Currently, it seems that cycling in Toronto is poised to join the ‘big leagues’ of popular discourse. A subject upon which seemingly every Torontonian holds opinion, cycling continues to inspire as much passionate debate as other major issues in Toronto, including Uber, affordable housing and transit. What has become clear is that NOW is cycling’s time. And just like other major paradigm shifts in Toronto’s history, it’s not without its controversy.
Photo: The Telegram, August 29, 1957. Source: http://bit.ly/1izcOeC
Last week, the City of Los Angeles – one of the world’s most notorious car-centric cities – unveiled a new transportation plan called Mobility Plan 2035. Intended to reduce the number of fatal auto collisions to 0 over the next 20 years, the scope calls for added bike lanes and transit infrastructure, in some cases at the expense of private auto lanes, as well as substantial speed reductions.
The document – endorsed by a large margin of City Council when adopted – represents a rethinking of Los Angeles’ unique traffic needs.

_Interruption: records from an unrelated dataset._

//! Instrumentation entry point: trial-id derivation
//!
//! Wrapping a callable derives a trial id from a pattern (a timestamp by
//! default), optionally prefixed with a name and suffixed with a random
//! unique slug so repeated invocations with identical inputs never collide.

use chrono::Utc;
use serde_yaml::Mapping;
use uuid::Uuid;

/// Default timestamp pattern for derived trial ids.
const DEFAULT_TID_FORMAT: &str = "%y-%m-%d/%H:%M:%S";

/// How the trial id body is derived from an invocation.
pub enum TidPattern {
    /// Current timestamp, `yy-mm-dd/HH:MM:SS`.
    Timestamp,
    /// A fixed string.
    Literal(String),
    /// A custom function of the call params.
    Custom(Box<dyn Fn(&Mapping) -> String + Send + Sync>),
}

/// Options for deriving trial ids at the instrumentation entry point.
pub struct TrackOptions {
    name: Option<String>,
    pattern: TidPattern,
    rand_slug: bool,
}

impl Default for TrackOptions {
    fn default() -> Self {
        Self {
            name: None,
            pattern: TidPattern::Timestamp,
            rand_slug: true,
        }
    }
}

impl TrackOptions {
    /// Options with the default timestamp pattern and a random suffix.
    #[must_use]
    pub fn new() -> Self {
        Self::default()
    }

    /// Prefix derived ids with `<name>/`.
    #[must_use]
    pub fn name(mut self, name: impl Into<String>) -> Self {
        self.name = Some(name.into());
        self
    }

    /// Replace the id pattern.
    #[must_use]
    pub fn pattern(mut self, pattern: TidPattern) -> Self {
        self.pattern = pattern;
        self
    }

    /// Enable or disable the random unique suffix.
    #[must_use]
    pub const fn rand_slug(mut self, on: bool) -> Self {
        self.rand_slug = on;
        self
    }

    /// Derive a trial id for one invocation.
    #[must_use]
    pub fn derive_tid(&self, params: &Mapping) -> String {
        let prefix = self
            .name
            .as_deref()
            .map(|n| format!("{n}/"))
            .unwrap_or_default();
        let body = match &self.pattern {
            TidPattern::Timestamp => Utc::now().format(DEFAULT_TID_FORMAT).to_string(),
            TidPattern::Literal(s) => s.clone(),
            TidPattern::Custom(f) => f(params),
        };
        let suffix = if self.rand_slug {
            format!("/{}", Uuid::now_v7().simple())
        } else {
            String::new()
        };
        format!("{prefix}{body}{suffix}")
    }
}

#[cfg(test)]
mod tests {
    use serde_yaml::Value;

    use super::*;

    #[test]
    fn test_default_pattern_is_timestamped() {
        let tid = TrackOptions::new().rand_slug(false).derive_tid(&Mapping::new());
        // yy-mm-dd/HH:MM:SS
        assert_eq!(tid.len(), "00-00-00/00:00:00".len());
        assert!(tid.contains('/'));
    }

    #[test]
    fn test_name_prefix_and_literal() {
        let tid = TrackOptions::new()
            .name("train")
            .pattern(TidPattern::Literal("baseline".to_string()))
            .rand_slug(false)
            .derive_tid(&Mapping::new());
        assert_eq!(tid, "train/baseline");
    }

    #[test]
    fn test_custom_pattern_sees_params() {
        let opts = TrackOptions::new()
            .pattern(TidPattern::Custom(Box::new(|p: &Mapping| {
                format!("n={}", p.get("n").and_then(Value::as_i64).unwrap_or(0))
            })))
            .rand_slug(false);
        let params: Mapping = [(Value::from("n"), Value::from(3))].into_iter().collect();
        assert_eq!(opts.derive_tid(&params), "n=3");
    }

    #[test]
    fn test_rand_slug_differs_per_call() {
        let opts = TrackOptions::new().pattern(TidPattern::Literal("x".to_string()));
        let a = opts.derive_tid(&Mapping::new());
        let b = opts.derive_tid(&Mapping::new());
        assert_ne!(a, b);
        assert!(a.starts_with("x/"));
    }
}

Ultimately, what is desired is to reduce speeds across the city (especially along the city’s many long, straight boulevards), citing the fact that currently, 1 out of every 10 Los Angeles road collisions, or 10%, involves a pedestrian.
While 10% seems like a relatively low number, all things considered, over 35% of all road fatalities in LA are pedestrians.

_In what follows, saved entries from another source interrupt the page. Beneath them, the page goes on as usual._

impl Tracker {
    /// Create a tracker rooted at a trial directory.
    ///
    /// Assigns a fresh time-ordered `uid`; nothing is written until the first
    /// flush checkpoint.
    #[must_use]
    pub fn new(
        dir: impl Into<String>,
        tid: impl Into<String>,
        meta: Mapping,
        storage: Arc<dyn Storage>,
        hook: Arc<dyn Hook>,
    ) -> Self {
        let dir = dir.into();
        let metrics = MetricsExporter::new(Arc::clone(&storage), dir.clone());
        Self {
            dir,
            storage,
            hook,
            metrics,
            uid: Uuid::now_v7().simple().to_string(),
            tid: tid.into(),
            meta,
            info: Mapping::new(),
            record: None,
            func: None,
            params: None,
            iter: None,
        }
    }

    /// The tracker's current record, if the trial has started.
    #[must_use]
    pub fn record(&self) -> Option<&TrialRecord> {
        self.record.as_ref()
    }

    /// Attach the callable and its params.
    ///
    /// # Errors
    ///
    /// Returns [`Error::AlreadyBound`] when a callable is already attached.
    pub fn bind(&mut self, func: Box<dyn TrialFn>, params: Mapping) -> Result<()> {
        if self.func.is_some() {
            return Err(Error::AlreadyBound);
        }
        debug!(uid = %self.uid, "bind tracker");
        self.func = Some(func);
        self.params = Some(params);
        Ok(())
    }

    /// Bind and run in one step.
    ///
    /// # Errors
    ///
    /// Same as [`Tracker::bind`] followed by [`Tracker::run`].
    pub fn run_with(&mut self, func: Box<dyn TrialFn>, params: Mapping) -> Result<()> {
        self.bind(func, params)?;
        self.run()
    }

    /// Execute the bound callable under the lifecycle state machine.
    ///
    /// A failing callable is recorded as `fail` and not re-raised; only
    /// configuration and protocol errors (no callable bound, snapshot params
    /// mismatch, storage failures while persisting the initial record)
    /// propagate.
    ///
    /// # Errors
    ///
    /// Returns [`Error::NotBound`] without a callable, or
    /// [`Error::SnapshotParamMismatch`] when a snapshot disagrees with the
    /// current params.
    pub fn run(&mut self) -> Result<()> {
        if self.func.is_none() {
            return Err(Error::NotBound);
        }
        let params = self.params.clone().unwrap_or_default();

        if self.load_snapshot()? {
            if let Some(record) = self.record.as_mut() {
                record.state = TrialState::Resumed;
                record.at.mark_resumed();
            }
            self.flush_inner(false)?;
        } else {
            self.start(&params)?;
        }

        if let Some(record) = self.record.as_mut() {
            record.state = TrialState::Running;
            record.at.mark_started();
        }
        self.flush_inner(false)?;

        match self.invoke(&params) {
            Ok(result) => self.finish(Some(result), None),
            Err(e) => self.finish(None, Some(e)),
        }
    }

    /// Enter a terminal state with at most one of `result` / `error`.
    ///
    /// Stamps the finished time, fires the finish hook, and flushes record
    /// and metrics. Failures write a [`TRACEBACK_FILE`] attachment with the
    /// full error chain.
    ///
    /// # Errors
    ///
    /// Returns [`Error::FinishConflict`] when both a result and an error are
    /// given, [`Error::AlreadyFinished`] when the trial is already terminal,
    /// or a storage error when the terminal record cannot be persisted.
    pub fn finish(&mut self, result: Option<Value>, error: Option<anyhow::Error>) -> Result<()> {
        if result.is_some() && error.is_some() {
            return Err(Error::FinishConflict);
        }
        if self.record.as_ref().is_some_and(|r| r.state.is_terminal()) {
            return Err(Error::AlreadyFinished);
        }
        // Terminal: the resume window is over.
        self.iter = None;
        if self.record.is_none() {
            self.record = Some(TrialRecord::new(
                self.tid.clone(),
                self.uid.clone(),
                self.meta.clone(),
                &Mapping::new(),
            ));
        }
        // {:?} renders the cause chain (and backtrace when captured).
        let traceback = error.as_ref().map(|e| format!("{e:?}\n"));
        if let Some(record) = self.record.as_mut() {
            match error {
                Some(e) => record.finish_fail(e.to_string()),
                None => record.finish_done(result.unwrap_or(Value::Null)),
            }
            record.at.mark_finished();
        }
        if let Some(text) = traceback {
            storage::write_all(
                &*self.storage,
                &format!("{}/{TRACEBACK_FILE}", self.dir),
                text.as_bytes(),
            )?;
        }

        let hook = Arc::clone(&self.hook);
        hook.on_tracker_finish(self);
        self.flush_inner(true)
    }

    /// Merge fields into `info`, warning when an existing key changes value.
    ///
    /// Usable at any lifecycle point, including before the trial starts.
    pub fn inform(&mut self, fields: Mapping) {
        for (k, v) in fields {
            if let Some(old) = self.info.get(&k) {
                if *old != v {
                    warn!("overwrite informed field {k:?}: {old:?} -> {v:?}");
                }
            }
            self.info.insert(k, v);
        }
    }

    /// Explicit, user-triggered checkpoint.
    ///
    /// # Errors
    ///
    /// Returns [`Error::SnapshotUnavailable`] unless an iterator-backed run
    /// is in progress.
    pub fn snapshot(&mut self) -> Result<()> {
        if self.iter.is_none() {
            return Err(Error::SnapshotUnavailable);
        }
        self.dump_snapshot()
    }

    /// Persist the record (and optionally drain the metrics exporter).
    ///
    /// The flush hook fires first, so hooks can still mutate `info` before
    /// the write. Before the trial has started there is no record to write;
    /// the hook still fires and metrics still drain.
    ///
    /// # Errors
    ///
    /// Fails on codec or storage errors.
    pub fn flush(&mut self, include_metrics: bool) -> Result<()> {
        self.flush_inner(include_metrics)
    }

    /// Create a lightweight secondary tracker sharing this trial's directory.
    #[must_use]
    pub fn infused(&self) -> InfusedTracker {
        InfusedTracker::new(
            self.dir.clone(),
            self.tid.clone(),
            Arc::clone(&self.storage),
            Arc::clone(&self.hook),
        )
    }

    fn start(&mut self, params: &Mapping) -> Result<()> {
        let mut record = TrialRecord::new(self.tid.clone(), self.uid.clone(), self.meta.clone(), params);
        record.info = self.info.clone();
        self.record = Some(record);

        let hook = Arc::clone(&self.hook);
        hook.on_tracker_start(self);
        self.flush_inner(false)
    }

    fn invoke(&mut self, params: &Mapping) -> anyhow::Result<Value> {
        if self.iter.is_none() {
            // Taken out for the call so the callable can borrow the tracker.
            let mut func = self.func.take().ok_or(Error::NotBound)?;
            let outcome = func.call(self, params);
            self.func = Some(func);
            match outcome? {
                Outcome::Value(v) => return Ok(v),
                Outcome::Steps(iter) => self.iter = Some(iter),
            }
        }

        loop {
            let Some(mut iter) = self.iter.take() else {
                return Ok(Value::Null);
            };
            let step = iter.step(self);
            self.iter = Some(iter);
            match step? {
                Step::Checkpoint => self.dump_snapshot()?,
                Step::Finish(v) => return Ok(v),
                Step::End => return Ok(Value::Null),
            }
        }
    }

    fn dump_snapshot(&mut self) -> Result<()> {
        self.flush_inner(true)?;
        debug!(uid = %self.uid, "dump snapshot");
        let snapshot = Snapshot {
            version: SNAPSHOT_VERSION,
            uid: self.uid.clone(),
            tid: self.tid.clone(),
            params: self.params.clone().unwrap_or_default(),
            record: self.record.clone(),
            info: self.info.clone(),
            cursor: self.iter.as_ref().map_or(Value::Null, |i| i.cursor()),
            metrics: self.metrics.state(),
        };
        let text = serde_yaml::to_string(&snapshot)?;
        storage::write_all(
            &*self.storage,
            &format!("{}/{SNAPSHOT_FILE}", self.dir),
            text.as_bytes(),
        )
    }

    /// Restore tracker state from a persisted snapshot, keeping the current
    /// directory and hook dispatcher.
    ///
    /// Missing or unreadable snapshots downgrade to a fresh start; a params
    /// mismatch is a fatal configuration error.
    fn load_snapshot(&mut self) -> Result<bool> {
        let path = format!("{}/{SNAPSHOT_FILE}", self.dir);
        if !self.storage.exists(&path) {
            debug!("snapshot not found");
            return Ok(false);
        }
        let snapshot: Snapshot = match self
            .storage
            .open_read(&path)
            .and_then(|r| serde_yaml::from_reader(r).map_err(Error::from))
        {
            Ok(s) => s,
            Err(e) => {
                warn!("failed to load snapshot: {e}");
                return Ok(false);
            }
        };
        if snapshot.version != SNAPSHOT_VERSION {
            warn!(version = snapshot.version, "unsupported snapshot version");
            return Ok(false);
        }

        let current = self.params.clone().unwrap_or_default();
        if snapshot.params != current {
            return Err(Error::SnapshotParamMismatch {
                stored: serde_yaml::to_string(&snapshot.params).unwrap_or_default().trim().to_string(),
                current: serde_yaml::to_string(&current).unwrap_or_default().trim().to_string(),
            });
        }

        let iter = if snapshot.cursor.is_null() {
            None
        } else {
            let Some(func) = self.func.as_mut() else {
                return Ok(false);
            };
            match func.restore(&current, snapshot.cursor.clone()) {
                Ok(iter) => Some(iter),
                Err(e) => {
                    warn!("callable cannot resume from snapshot: {e}");
                    return Ok(false);
                }
            }
        };

        debug!(uid = %snapshot.uid, "resume from snapshot");
        self.uid = snapshot.uid;
        self.tid = snapshot.tid;
        self.record = snapshot.record;
        self.info = snapshot.info;
        self.metrics.restore(snapshot.metrics);
        self.iter = iter;
        Ok(true)
    }

    fn flush_inner(&mut self, include_metrics: bool) -> Result<()> {
        debug!(uid = %self.uid, "flush tracker");
        let hook = Arc::clone(&self.hook);
        hook.on_tracker_flush(self);
        if let Some(record) = self.record.as_mut() {
            record.info = self.info.clone();
        }
        if let Some(record) = &self.record {
            let text = codec::encode_record(record)?;
            storage::write_all(
                &*self.storage,
                &format!("{}/{RECORD_FILE}", self.dir),
                text.as_bytes(),
            )?;
        }
        if include_metrics {
            self.metrics.flush()?;
        }
        Ok(())
    }
}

In June of this year, Toronto Public Health released Pedestrian and Cycling Safety in Toronto, a sobering report offered as a form of ‘myth busting’ of a number of popular misconceptions regarding the role that pedestrians play in auto collisions in Toronto. The undeniable theme: that pedestrian-involved collisions are most often not the fault of pedestrians, and that they could have been avoided.

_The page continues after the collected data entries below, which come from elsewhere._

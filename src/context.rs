//! Active-tracker context: at most one active tracker per scope
//!
//! An [`ActiveScope`] is an explicit, injectable scope token. Activating a
//! tracker while another is active in the same scope signals nested or
//! concurrent misuse and fails before any callable executes. The guard
//! returned by [`ActiveScope::enter`] flushes the tracker exactly once on
//! exit, success or failure, with flush problems logged but never re-raised
//! so teardown cannot mask the instrumented call's real outcome.

use std::ops::{Deref, DerefMut};
use std::panic::{catch_unwind, AssertUnwindSafe};
use std::sync::atomic::{AtomicBool, Ordering};
use std::sync::{Arc, OnceLock};

use tracing::{debug, error};

use crate::error::{Error, Result};
use crate::tracker::Track;

/// One logical execution context that admits at most one active tracker.
#[derive(Debug, Default)]
pub struct ActiveScope {
    active: AtomicBool,
}

impl ActiveScope {
    /// Create a fresh, empty scope.
    #[must_use]
    pub const fn new() -> Self {
        Self {
            active: AtomicBool::new(false),
        }
    }

    /// The single process-wide scope, used by the outermost composition layer.
    #[must_use]
    pub fn global() -> Arc<Self> {
        static GLOBAL: OnceLock<Arc<ActiveScope>> = OnceLock::new();
        Arc::clone(GLOBAL.get_or_init(|| Arc::new(Self::new())))
    }

    /// Activate a tracker in this scope.
    ///
    /// The check-and-set is atomic: a racing second activation is rejected,
    /// never queued.
    ///
    /// # Errors
    ///
    /// Returns [`Error::DuplicateActiveTracker`] when a tracker is already
    /// active in this scope.
    pub fn enter<T: Track>(&self, tracker: T) -> Result<ActiveGuard<'_, T>> {
        if self
            .active
            .compare_exchange(false, true, Ordering::SeqCst, Ordering::SeqCst)
            .is_err()
        {
            return Err(Error::DuplicateActiveTracker);
        }
        debug!(uid = tracker.uid(), "enter tracker");
        let mut guard = ActiveGuard {
            scope: self,
            tracker,
        };
        guard.tracker.activate();
        Ok(guard)
    }

    /// Whether a tracker is currently active in this scope.
    #[must_use]
    pub fn is_active(&self) -> bool {
        self.active.load(Ordering::SeqCst)
    }
}

/// Exclusive handle to the scope's active tracker.
///
/// Dereferences to the tracker. Dropping the guard flushes the tracker and
/// clears the scope's active slot.
pub struct ActiveGuard<'a, T: Track> {
    scope: &'a ActiveScope,
    tracker: T,
}

impl<T: Track> std::fmt::Debug for ActiveGuard<'_, T> {
    fn fmt(&self, f: &mut std::fmt::Formatter<'_>) -> std::fmt::Result {
        f.debug_struct("ActiveGuard").finish_non_exhaustive()
    }
}

impl<T: Track> Deref for ActiveGuard<'_, T> {
    type Target = T;

    fn deref(&self) -> &T {
        &self.tracker
    }
}

impl<T: Track> DerefMut for ActiveGuard<'_, T> {
    fn deref_mut(&mut self) -> &mut T {
        &mut self.tracker
    }
}

impl<T: Track> Drop for ActiveGuard<'_, T> {
    fn drop(&mut self) {
        debug!(uid = self.tracker.uid(), "exit tracker");
        // Bound hook and storage failures here so teardown never masks the
        // instrumented call's outcome.
        match catch_unwind(AssertUnwindSafe(|| self.tracker.flush())) {
            Ok(Ok(())) => {}
            Ok(Err(e)) => error!("unable to flush tracker: {e}"),
            Err(_) => error!("tracker flush panicked during teardown"),
        }
        self.scope.active.store(false, Ordering::SeqCst);
    }
}

#[cfg(test)]
mod tests {
    use super::*;
    use crate::tracker::tests::test_tracker;

    #[test]
    fn test_second_activation_rejected() {
        let scope = ActiveScope::new();
        let _guard = scope.enter(test_tracker()).unwrap();
        let err = scope.enter(test_tracker()).unwrap_err();
        assert!(matches!(err, Error::DuplicateActiveTracker));
    }

    #[test]
    fn test_slot_cleared_on_drop() {
        let scope = ActiveScope::new();
        {
            let _guard = scope.enter(test_tracker()).unwrap();
            assert!(scope.is_active());
        }
        assert!(!scope.is_active());
        let _guard = scope.enter(test_tracker()).unwrap();
    }
}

As Toronto continues to grow and intensify, movement will be one of the most valuable commodities available to residents.
Beyond saving lives, there is simply more growth potential in emphasizing bike development for cities. In New York City, the Department of Transportation reported a 49% increase in businesses which are along bike routes, making bike routes a great way to revitalize neighbourhoods. Even in non-urban areas, bike infrastructure has been shown to have some pretty impressive effects – in North Carolina’s Outer Banks, the state of North Carolina found that on a one-time investment of $6.7 million, the area enjoyed a return with a staggering ratio of $9 for every $1 spent.
Photo: Still from a now infamous exchange between a cyclist and a pedestrian at Queen’s Quay this summer. Source: http://on.thestar.com/1YfVETt
Toronto is poised to make its next big paradigm shift regarding movement, and it is one that will be as hotly contested as it will require that cars accept a reduced role in our still-growing city, with an increased role of bike, transit and walking options.
If Los Angeles, and Pyongyang, North Korea (no, seriously, North Korea’s largest city is embracing dedicated bike lanes to keep car, bike, and pedestrian traffic separated, offering an extensive network to navigate the city on two wheels!) can accept this fact, surely Toronto can as well. The future is in bike-friendly development, and Toronto is on its way to large-scale improvements. We just need to ensure that we don’t lose ourselves in the debate.